Architect, engineer, and inventor Carlo Ratti envisions a future for urban design that’s interactive.
If you ever have two hours to kill in Cambridge, Massachusetts, skip the museums and take a seat looking onto the sidewalk. Listen for laughter and plans being hatched; watch for lots of texting and Google Maps-orienting. At least that’s what Carlo Ratti recommends. “It’s like you do in Paris,” he said. “Just observe the life unfolding before you”—online and in the flesh.
People-watching may have been a slightly wistful tip. On a daffodil afternoon made more spectacular by an earlier forecast of rain, Ratti was stuck inside a glass-walled conference room at MIT’s Department of Urban Studies and Planning, taking team meetings, client phone calls, and media interviews.
Then again, this was the Senseable City Lab, the MIT think-tank where Ratti, an Italian engineer, architect, educator, and inventor, is the director.
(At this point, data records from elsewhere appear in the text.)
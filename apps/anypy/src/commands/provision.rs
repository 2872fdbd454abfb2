//! Interpreter download and virtual environment creation.
//!
//! ## Usage
//!
//! ```bash
//! anypy 3.12.7                       # .py-3.12.7/ and .venv/ in the current directory
//! anypy 3.11.9 -l ~/work/project     # same, under another location
//! anypy 3.10.15 -py                  # interpreter only, no virtual environment
//! anypy 3.13.0 -a aarch64            # explicit architecture
//! ```

use anyhow::{Context, Result};
use clap::Args;
use std::path::PathBuf;
use tracing::info;

use crate::toolchain::download::Transport;
use crate::toolchain::paths::cache_dir;
use crate::toolchain::resolver::dist_server;
use crate::toolchain::{
    Architecture, Fetcher, HttpTransport, ProjectPaths, ResolvedRelease, create_venv, install,
    resolve_with_server,
};

/// Arguments for provisioning an interpreter.
#[derive(Args, Debug)]
pub struct ProvisionArgs {
    /// The Python version (e.g. 3.12.7).
    #[clap(id = "python_version", value_name = "VERSION")]
    pub version: String,

    /// Where to create the virtual environment (default: current directory).
    #[clap(short, long, value_name = "DIR", allow_hyphen_values = true)]
    pub location: Option<PathBuf>,

    /// Only download the Python standalone executable, no venv.
    ///
    /// Also accepted as `-py`.
    #[clap(short = 'p', long = "python-only")]
    pub python_only: bool,

    /// Target architecture: x86_64_v3, aarch64 or armv7.
    ///
    /// Defaults to the architecture of this machine.
    #[clap(short, long, value_name = "ARCH", default_value = Architecture::default_name())]
    pub arch: String,
}

/// Executes the provisioning flow.
///
/// # Process
///
/// 1. Resolve the download URL (no I/O happens before this succeeds)
/// 2. Fetch the archive through the user cache
/// 3. Extract it into `{location}/.py-{version}`
/// 4. Unless `--python-only`, create `{location}/.venv` with the new interpreter
///
/// # Errors
///
/// Returns an error if:
/// - The version or architecture is not supported
/// - The download fails
/// - Extraction fails
/// - Virtual environment creation fails
pub async fn execute(args: &ProvisionArgs) -> Result<()> {
    let release = resolve_with_server(&dist_server(), &args.version, &args.arch)?;
    let major = release.entry.major()?;
    info!(version = release.entry.version, arch = %release.arch, "provisioning interpreter");

    let location = match &args.location {
        Some(location) => location.clone(),
        None => std::env::current_dir().context("Failed to determine current directory")?,
    };
    let paths = ProjectPaths::new(&location)?;

    let fetcher = Fetcher::new(cache_dir()?, HttpTransport::new()?);
    let interpreter = download(&fetcher, &release, &paths, major).await?;

    if args.python_only {
        println!("Run python: {}", interpreter.display());
        return Ok(());
    }

    let venv_dir = paths.venv_dir();
    println!("Creating virtual environment at {}", venv_dir.display());
    create_venv(&interpreter, &venv_dir)?;

    println!("Run python: {}", interpreter.display());
    println!(
        "Activate virtual environment: . {}",
        paths.activate_script().display()
    );

    Ok(())
}

/// Fetches and installs the interpreter for `release`, returning its path.
async fn download<T: Transport>(
    fetcher: &Fetcher<T>,
    release: &ResolvedRelease,
    paths: &ProjectPaths,
    major: u64,
) -> Result<PathBuf> {
    let version = release.entry.version;
    let install_dir = paths.install_dir(version);
    println!(
        "Downloading standalone binary for python {version} at {}",
        install_dir.display()
    );

    let work = tempfile::tempdir().context("Failed to create temporary directory")?;
    let archive = work.path().join(release.filename());
    fetcher.fetch(&release.url, &archive).await?;

    install(&archive, &install_dir, major)
}

#[cfg(test)]
mod tests {
    use super::*;
    use crate::errors::AnypyError;
    use crate::toolchain::resolver::DEFAULT_DIST_SERVER;
    use flate2::Compression;
    use flate2::write::GzEncoder;
    use serial_test::serial;
    use std::cell::Cell;
    use std::path::Path;

    /// Serves a prebuilt archive and counts retrievals.
    struct ArchiveTransport {
        archive: Vec<u8>,
        calls: Cell<usize>,
    }

    impl Transport for &ArchiveTransport {
        async fn retrieve(&self, _url: &str, dest: &Path) -> Result<()> {
            self.calls.set(self.calls.get() + 1);
            std::fs::write(dest, &self.archive)?;
            Ok(())
        }
    }

    fn is_install_root(path: &Path) -> bool {
        path.join(".gitignore").is_file() && path.join("python").is_dir()
    }

    fn minimal_archive() -> Vec<u8> {
        let mut builder = tar::Builder::new(GzEncoder::new(Vec::new(), Compression::default()));
        let data = b"#!/bin/sh\n";
        let mut header = tar::Header::new_gnu();
        header.set_size(data.len() as u64);
        header.set_mode(0o755);
        header.set_cksum();
        builder
            .append_data(&mut header, "python/bin/python3", &data[..])
            .unwrap();
        builder.into_inner().unwrap().finish().unwrap()
    }

    #[tokio::test]
    async fn download_installs_into_versioned_directory() {
        let temp = tempfile::tempdir().unwrap();
        let transport = ArchiveTransport {
            archive: minimal_archive(),
            calls: Cell::new(0),
        };
        let fetcher = Fetcher::new(temp.path().join("cache"), &transport);
        let paths = ProjectPaths::new(&temp.path().join("project")).unwrap();
        let release = resolve_with_server(DEFAULT_DIST_SERVER, "3.12.7", "x86_64_v3").unwrap();

        let interpreter = download(&fetcher, &release, &paths, 3).await.unwrap();

        let install_dir = temp.path().join("project").join(".py-3.12.7");
        assert_eq!(interpreter, install_dir.join("python/bin/python3"));
        assert!(interpreter.is_file());
        assert!(is_install_root(&install_dir));

        download(&fetcher, &release, &paths, 3).await.unwrap();
        assert_eq!(transport.calls.get(), 1);
    }

    #[tokio::test]
    #[serial]
    async fn unknown_version_fails_before_touching_location() {
        let temp = tempfile::tempdir().unwrap();
        let location = temp.path().join("project");
        let args = ProvisionArgs {
            version: "9.9.9".to_string(),
            location: Some(location.clone()),
            python_only: true,
            arch: "x86_64_v3".to_string(),
        };

        let err = execute(&args).await.unwrap_err();

        assert!(matches!(
            err.downcast_ref::<AnypyError>(),
            Some(AnypyError::UnknownVersion { .. })
        ));
        assert!(!location.exists());
    }

    #[tokio::test]
    #[serial]
    async fn unsupported_architecture_fails_before_touching_location() {
        let temp = tempfile::tempdir().unwrap();
        let location = temp.path().join("project");
        let args = ProvisionArgs {
            version: "3.12.7".to_string(),
            location: Some(location.clone()),
            python_only: false,
            arch: "sparc64".to_string(),
        };

        let err = execute(&args).await.unwrap_err();

        assert!(matches!(
            err.downcast_ref::<AnypyError>(),
            Some(AnypyError::UnsupportedArchitecture { .. })
        ));
        assert!(!location.exists());
    }
}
It’s where some of the world’s sharpest minds come to observe and tinker with 21st-century cities.
Composed of six investigators and dozens of researchers, the lab studies human interactions within urban spaces, and how digital information and interfaces can shape and illuminate them. Across a range of subjects—trees, sewage, bikes, on-demand vehicles—Ratti and his team publish papers, test robots and artificial intelligence, and occasionally spin off their work into startups and business ideas. Ratti also leads the Carlo Ratti Associati, an international design and innovation firm whose real-world projects play with interaction via sensors and data. If there’s a thread that links this all together, it is his fascination with, and optimism about, the dynamism of urban life in an ever-more connected era. “The digital and physical worlds are converging,” Ratti told me. “What interests me is, how do we use all of this potential to create new kinds of dynamics?” It’s people-watching, plus.
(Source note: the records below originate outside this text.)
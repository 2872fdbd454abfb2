//! Command implementations for the anypy CLI.
//!
//! anypy has a single command surface; [`provision`] downloads an interpreter
//! and, unless asked otherwise, builds a virtual environment with it.

pub mod provision;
Through his research, innovation, and writing, Ratti evangelizes the concept of a “real-time city,” where physical and social networks are in constant interplay, knitted together by a layer of digital sensors. In Ratti’s future metropolis, streets, buildings, and objects sense and respond to the movements of the smartphone-equipped masses using powerful algorithms. But while other “smart city” acolytes preach the social-engineering capabilities of such technologies, Ratti’s is a more playful approach: Make tweaks, and let them ripple.
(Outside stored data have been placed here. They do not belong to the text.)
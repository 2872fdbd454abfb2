//! Archive installation for standalone interpreter builds.
//!
//! `install_only` archives unpack to a single `python/` tree which is kept as
//! is: nothing is stripped, so the interpreter lands at
//! `{target}/python/bin/python{major}`.

use anyhow::Result;
use flate2::read::GzDecoder;
use std::path::{Component, Path, PathBuf};
use tar::Archive;
use tracing::{debug, info};

use super::paths::{ensure_dir, interpreter_path, write_gitignore};
use crate::errors::AnypyError;

/// Extracts `archive_path` into `target_dir` and marks it ignored by version control.
///
/// Returns the conventional interpreter path. The path is derived from the
/// version and not checked against the extracted tree; a mismatch shows up
/// when the interpreter is first run.
///
/// # Errors
///
/// Returns an error if:
/// - `target_dir` cannot be created
/// - The archive cannot be opened, decoded or unpacked ([`AnypyError::ExtractionFailed`])
/// - The `.gitignore` marker cannot be written
pub fn install(archive_path: &Path, target_dir: &Path, major: u64) -> Result<PathBuf> {
    ensure_dir(target_dir)?;

    info!(
        archive = %archive_path.display(),
        target = %target_dir.display(),
        "extracting archive"
    );
    extract_tar_gz(archive_path, target_dir)?;

    // Written last so the marker wins over any .gitignore shipped in the archive.
    write_gitignore(target_dir)?;

    Ok(interpreter_path(target_dir, major))
}

/// Extracts a tar.gz archive into `dest_dir`, keeping its directory structure.
///
/// Hard links inside the archive are recreated as hard links within `dest_dir`.
///
/// # Errors
///
/// Returns [`AnypyError::ExtractionFailed`] if:
/// - The archive cannot be opened
/// - The archive is not a valid tar.gz file
/// - An entry has an absolute path or a parent directory reference
/// - An entry cannot be written
pub fn extract_tar_gz(archive_path: &Path, dest_dir: &Path) -> Result<()> {
    let fail = |message: String, e: std::io::Error| {
        AnypyError::extraction_failed_with_source(archive_path, message, e)
    };

    std::fs::create_dir_all(dest_dir)
        .map_err(|e| fail(format!("failed to create directory {}", dest_dir.display()), e))?;

    let file = std::fs::File::open(archive_path)
        .map_err(|e| fail("failed to open archive".to_string(), e))?;
    let mut archive = Archive::new(GzDecoder::new(file));
    archive.set_preserve_permissions(true);
    archive.set_preserve_mtime(true);

    let entries = archive
        .entries()
        .map_err(|e| fail("failed to read tar entries".to_string(), e))?;

    let mut count = 0usize;
    for entry in entries {
        let mut entry = entry.map_err(|e| fail("failed to read tar entry".to_string(), e))?;

        let entry_path = entry
            .path()
            .map_err(|e| fail("failed to get entry path".to_string(), e))?
            .into_owned();

        // Reject paths that would escape dest_dir (e.g. "../../etc/passwd")
        if entry_path.is_absolute()
            || entry_path
                .components()
                .any(|c| matches!(c, Component::ParentDir))
        {
            return Err(AnypyError::extraction_failed(
                archive_path,
                format!(
                    "refusing to extract path with parent directory or absolute reference: {}",
                    entry_path.display()
                ),
            )
            .into());
        }

        // A link from an earlier install would make hard_link fail with AlreadyExists.
        if entry.header().entry_type().is_hard_link() {
            let existing = dest_dir.join(&entry_path);
            if existing.is_file() {
                std::fs::remove_file(&existing).map_err(|e| {
                    fail(format!("failed to replace {}", existing.display()), e)
                })?;
            }
        }

        // Hard link targets resolve against dest_dir, not the working directory.
        let unpacked = entry.unpack_in(dest_dir).map_err(|e| {
            fail(
                format!("failed to extract {}", dest_dir.join(&entry_path).display()),
                e,
            )
        })?;
        if !unpacked {
            return Err(AnypyError::extraction_failed(
                archive_path,
                format!("refusing to extract {}", entry_path.display()),
            )
            .into());
        }
        count += 1;
    }

    debug!(entries = count, dest = %dest_dir.display(), "archive extracted");
    Ok(())
}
Just before our interview, Ratti had met with fellow lab members to review their progress on the Roboat, one of their latest endeavors. Later this summer, in a collaboration with technologists in Amsterdam, they’ll deploy prototypes of the world’s first fleet of autonomous boats. These would not only transport goods and people on Amsterdam’s canals sans captain, but also gather remote environmental data and reassemble into bridges on command, Transformers-style. A model roughly the size of a large suitcase sat on the opposite wall, all translucent plastic and glittering motherboards.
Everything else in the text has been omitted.